The margin of error (or false positive rate) thus comes from the fact that as we add more and more objects to the set, we increase the likelihood of "accidentally" setting a combination of bits that corresponds to an object that isn't actually in the set. In an example of using a bloom filter to represent a set of strings, we find that allocating 8 bits per item gives us a false positive rate of around 4.9% with 2 hash codes and 2.3% with 4 hash codes². Within certain parameters, we can achieve a certain false positive rate either by increasing the number of bits per item (hence overall memory used) or by increasing the number of hash codes (and hence CPU usage required per lookup).

Bloom filters are useful for "weeding out" items. For example, when placed on top of a database query, they can be used to avoid database "hits" for items that we know in advance (because our Bloom filter reports that they are not present) are not in the database. Because of the "false positive" phenomenon, some acceptable percentage of unnecessary database lookups will still occur, but the number of unnecessary lookups will be reduced. This tradeoff is worthwhile because accessing an area of memory locally is usually much less resource-intensive than performing a database query, which may involve disk accesses and potentially a connection to a remote server.

Now we have introduced the concept, we look at an example Bloom filter implementation in Java.

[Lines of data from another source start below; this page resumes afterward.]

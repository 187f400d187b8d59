// ============================================================
// APPLICATION CONFIGURATION
// ============================================================
// Source endpoint, output locations and analysis defaults

use serde::{Deserialize, Deserializer, Serialize};
use std::path::PathBuf;

use super::country::NumericField;
use super::statistics::ModeTieBreak;

#[derive(Debug, Clone, Serialize, Deserialize)]
#[serde(default)]
pub struct AppConfig {
    /// Endpoint returning every country (default: REST Countries v3.1)
    pub source_url: String,

    /// Field list sent as the `fields` query parameter. Accepts a list or
    /// a comma-separated string.
    #[serde(deserialize_with = "list_or_csv")]
    pub request_fields: Vec<String>,

    /// Request timeout in seconds (default: 10)
    pub timeout_secs: u64,

    /// Directory receiving JSON, table and chart files
    pub output_dir: PathBuf,

    pub json_file: String,

    pub table_file: String,

    /// Field analyzed when none is given on the command line
    pub default_field: NumericField,

    pub mode_tie_break: ModeTieBreak,

    pub chart_width: u32,

    pub chart_height: u32,

    /// Rows shown in the console preview before export (default: 5)
    pub preview_rows: usize,
}

impl Default for AppConfig {
    fn default() -> Self {
        Self {
            source_url: "https://restcountries.com/v3.1/all".to_string(),
            request_fields: [
                "name",
                "population",
                "area",
                "region",
                "subregion",
                "languages",
                "currencies",
            ]
            .iter()
            .map(|f| f.to_string())
            .collect(),
            timeout_secs: 10,
            output_dir: PathBuf::from("output"),
            json_file: "countries.json".to_string(),
            table_file: "countries.xlsx".to_string(),
            default_field: NumericField::Population,
            mode_tie_break: ModeTieBreak::Strict,
            chart_width: 1200,
            chart_height: 600,
            preview_rows: 5,
        }
    }
}

#[derive(Deserialize)]
#[serde(untagged)]
enum ListOrCsv {
    List(Vec<String>),
    Csv(String),
}

fn list_or_csv<'de, D>(deserializer: D) -> Result<Vec<String>, D::Error>
where
    D: Deserializer<'de>,
{
    let items = match ListOrCsv::deserialize(deserializer)? {
        ListOrCsv::List(items) => items,
        ListOrCsv::Csv(text) => text.split(',').map(str::to_string).collect(),
    };

    Ok(items
        .into_iter()
        .map(|item| item.trim().to_string())
        .filter(|item| !item.is_empty())
        .collect())
}

impl AppConfig {
    pub fn json_path(&self) -> PathBuf {
        self.output_dir.join(&self.json_file)
    }

    pub fn table_path(&self) -> PathBuf {
        self.output_dir.join(&self.table_file)
    }

    /// Validate configuration values
    pub fn validate(&self) -> Result<(), String> {
        if self.source_url.trim().is_empty() {
            return Err("source_url must not be empty".to_string());
        }
        if url::Url::parse(&self.source_url).is_err() {
            return Err(format!("source_url '{}' is not a valid URL", self.source_url));
        }
        if self.timeout_secs == 0 {
            return Err("timeout_secs must be > 0".to_string());
        }
        if self.json_file.trim().is_empty() || self.table_file.trim().is_empty() {
            return Err("json_file and table_file must not be empty".to_string());
        }
        if self.chart_width < 200 || self.chart_height < 200 {
            return Err("chart_width and chart_height must be >= 200".to_string());
        }
        Ok(())
    }
}

#[cfg(test)]
mod tests {
    use super::*;

    #[test]
    fn test_default_is_valid() {
        let config = AppConfig::default();
        assert!(config.validate().is_ok());
        assert_eq!(config.json_path(), PathBuf::from("output/countries.json"));
    }

    #[test]
    fn test_zero_timeout_rejected() {
        let config = AppConfig {
            timeout_secs: 0,
            ..Default::default()
        };
        assert!(config.validate().is_err());
    }

    #[test]
    fn test_request_fields_from_comma_string() {
        let config: AppConfig =
            serde_json::from_str(r#"{"request_fields": "name, area,,population"}"#).unwrap();
        assert_eq!(config.request_fields, vec!["name", "area", "population"]);

        let config: AppConfig = serde_json::from_str(r#"{"request_fields": ["name"]}"#).unwrap();
        assert_eq!(config.request_fields, vec!["name"]);
    }

    #[test]
    fn test_bad_url_rejected() {
        let config = AppConfig {
            source_url: "not a url".to_string(),
            ..Default::default()
        };
        assert!(config.validate().unwrap_err().contains("not a valid URL"));
    }
}
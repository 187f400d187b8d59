// ============================================================
// STATISTICS TYPES
// ============================================================
// Descriptive summary of one numeric column and the mode tie policy

use serde::{Deserialize, Serialize};
use std::str::FromStr;

use super::country::NumericField;
use super::error::AppError;

/// Descriptive statistics of one numeric field over one record snapshot.
/// Immutable once produced; recompute to refresh.
#[derive(Debug, Clone, PartialEq, Serialize, Deserialize)]
pub struct StatisticsSummary {
    pub field: NumericField,
    /// Number of values that passed the `> 0` data-quality filter
    pub sample_size: usize,
    /// Arithmetic mean, rounded to 2 decimals
    pub mean: f64,
    /// Middle value of the sorted sample, unrounded
    pub median: f64,
    pub mode: f64,
    /// Sample variance (n - 1), rounded to 2 decimals
    pub variance: f64,
    /// Square root of the unrounded sample variance, rounded to 2 decimals
    pub stdev: f64,
}

impl StatisticsSummary {
    /// Console-friendly rendering
    pub fn to_lines(&self) -> Vec<String> {
        vec![
            format!("Field: {}", self.field.label()),
            format!("Values: {}", self.sample_size),
            format!("Mean: {}", self.mean),
            format!("Median: {}", self.median),
            format!("Mode: {}", self.mode),
            format!("Variance: {}", self.variance),
            format!("Standard deviation: {}", self.stdev),
        ]
    }
}

/// How the mode is chosen when no single value is the most frequent
#[derive(Debug, Clone, Copy, PartialEq, Eq, Default, Serialize, Deserialize)]
#[serde(rename_all = "snake_case")]
pub enum ModeTieBreak {
    /// A unique most frequent value is required; anything else is an error
    #[default]
    Strict,
    /// First value, in input order, that reaches the highest count
    FirstSeen,
    /// Smallest of the values sharing the highest count
    Smallest,
}

impl FromStr for ModeTieBreak {
    type Err = AppError;

    fn from_str(s: &str) -> Result<Self, Self::Err> {
        match s.trim().to_lowercase().as_str() {
            "strict" => Ok(ModeTieBreak::Strict),
            "first_seen" | "first-seen" => Ok(ModeTieBreak::FirstSeen),
            "smallest" => Ok(ModeTieBreak::Smallest),
            other => Err(AppError::ConfigError(format!(
                "Unknown mode tie-break '{}'. Use strict, first_seen or smallest",
                other
            ))),
        }
    }
}
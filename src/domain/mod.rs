pub mod app_config;
pub mod chart;
pub mod country;
pub mod error;
pub mod statistics;
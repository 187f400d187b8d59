pub mod use_cases;

pub use use_cases::interpretation::interpret;
pub use use_cases::name_filter::filter_by_name;
pub use use_cases::normalizer::{normalize_countries, NormalizedBatch};
pub use use_cases::ranking::top_by_field;
pub use use_cases::statistics::StatisticsEngine;
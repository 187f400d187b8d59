// ============================================================
// TABLE EXPORT
// ============================================================
// Spreadsheet / CSV export and console preview of structured records

use std::path::Path;

use csv::WriterBuilder;
use rust_xlsxwriter::Workbook;

use crate::domain::country::{StructuredCountryRecord, COLUMN_LABELS};
use crate::domain::error::{AppError, Result};
use crate::infrastructure::storage::ensure_parent_dir;

/// Table exporter
pub struct TableExporter {
    /// Delimiter character (default: comma)
    delimiter: u8,
}

impl Default for TableExporter {
    fn default() -> Self {
        Self { delimiter: b',' }
    }
}

impl TableExporter {
    pub fn new() -> Self {
        Self::default()
    }

    /// Set custom delimiter
    pub fn with_delimiter(mut self, delimiter: u8) -> Self {
        self.delimiter = delimiter;
        self
    }

    /// Write a header row plus one row per record. Columns follow the
    /// record field order; no row index column is written.
    ///
    /// A `.xlsx` path gets a spreadsheet with numeric cells for the numeric
    /// columns; any other path gets delimited text.
    pub fn export(&self, records: &[StructuredCountryRecord], path: &Path) -> Result<()> {
        ensure_parent_dir(path)?;

        let is_xlsx = path
            .extension()
            .and_then(|ext| ext.to_str())
            .map(|ext| ext.eq_ignore_ascii_case("xlsx"))
            .unwrap_or(false);

        if is_xlsx {
            export_xlsx(records, path)?;
        } else {
            self.export_delimited(records, path)?;
        }

        tracing::info!(path = %path.display(), rows = records.len(), "Exported table");
        Ok(())
    }

    fn export_delimited(&self, records: &[StructuredCountryRecord], path: &Path) -> Result<()> {

        let mut writer = WriterBuilder::new()
            .delimiter(self.delimiter)
            .from_path(path)
            .map_err(|e| {
                AppError::IoError(format!("Failed to create {}: {}", path.display(), e))
            })?;

        writer.write_record(COLUMN_LABELS)?;
        for record in records {
            writer.write_record(record.cells())?;
        }
        writer.flush()?;
        Ok(())
    }
}

/// Columns written as numbers in the spreadsheet
const NUMERIC_COLUMNS: [usize; 3] = [1, 2, 3];

fn export_xlsx(records: &[StructuredCountryRecord], path: &Path) -> Result<()> {
    let xlsx_err = |e: rust_xlsxwriter::XlsxError| {
        AppError::IoError(format!("Spreadsheet export to {} failed: {}", path.display(), e))
    };

    let mut workbook = Workbook::new();
    let worksheet = workbook.add_worksheet();

    for (col, label) in COLUMN_LABELS.iter().enumerate() {
        worksheet.write_string(0, col as u16, *label).map_err(xlsx_err)?;
    }

    for (index, record) in records.iter().enumerate() {
        let row = index as u32 + 1;
        let numbers = [
            record.population() as f64,
            record.area_km2(),
            record.density(),
        ];

        for (col, cell) in record.cells().iter().enumerate() {
            let written = match NUMERIC_COLUMNS.iter().position(|c| *c == col) {
                Some(slot) => worksheet.write_number(row, col as u16, numbers[slot]),
                None => worksheet.write_string(row, col as u16, cell.as_str()),
            };
            written.map_err(xlsx_err)?;
        }
    }

    workbook.save(path).map_err(xlsx_err)?;
    Ok(())
}

/// First `rows` records as an aligned text table
pub fn preview(records: &[StructuredCountryRecord], rows: usize) -> String {
    let shown: Vec<[String; 8]> = records.iter().take(rows).map(|r| r.cells()).collect();

    let widths: Vec<usize> = COLUMN_LABELS
        .iter()
        .enumerate()
        .map(|(col, label)| {
            shown
                .iter()
                .map(|cells| cells[col].chars().count())
                .chain(std::iter::once(label.chars().count()))
                .max()
                .unwrap_or(0)
        })
        .collect();

    let format_row = |cells: Vec<&str>| -> String {
        cells
            .iter()
            .zip(&widths)
            .map(|(cell, width)| {
                let pad = width.saturating_sub(cell.chars().count());
                format!("{}{}", cell, " ".repeat(pad))
            })
            .collect::<Vec<_>>()
            .join(" | ")
            .trim_end()
            .to_string()
    };

    let mut lines = vec![format_row(COLUMN_LABELS.to_vec())];
    for cells in &shown {
        lines.push(format_row(cells.iter().map(String::as_str).collect()));
    }
    lines.join("\n")
}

Later on, we also look at the false positive rate of our Bloom filter, and thus how to tune it for our purposes.

1. Bloom filters take their name from Burton Bloom, who appears to be have been the first to formally describe such structures in his paper Space/Time Trade-offs in Hash Coding with Allowable Errors (1970). The name "Bloom filter" appears to be a later coining, since the original paper does not give any specific name for the structure other than "Method 2" of two "hash-coding methods with allowable errors". ("Method 1" was in effect a hash set that stores only the hash codes of items.)
2. Theoretical bounds on positive rates can be calculated given a particular size of filter, number of items and number of hash codes. As I'll discuss below, because of the complexity of factors involved— including the nature of the data and the actual quality of the hash codes in a real life situation— I find it simpler and more useful to give data from a real-life simulation.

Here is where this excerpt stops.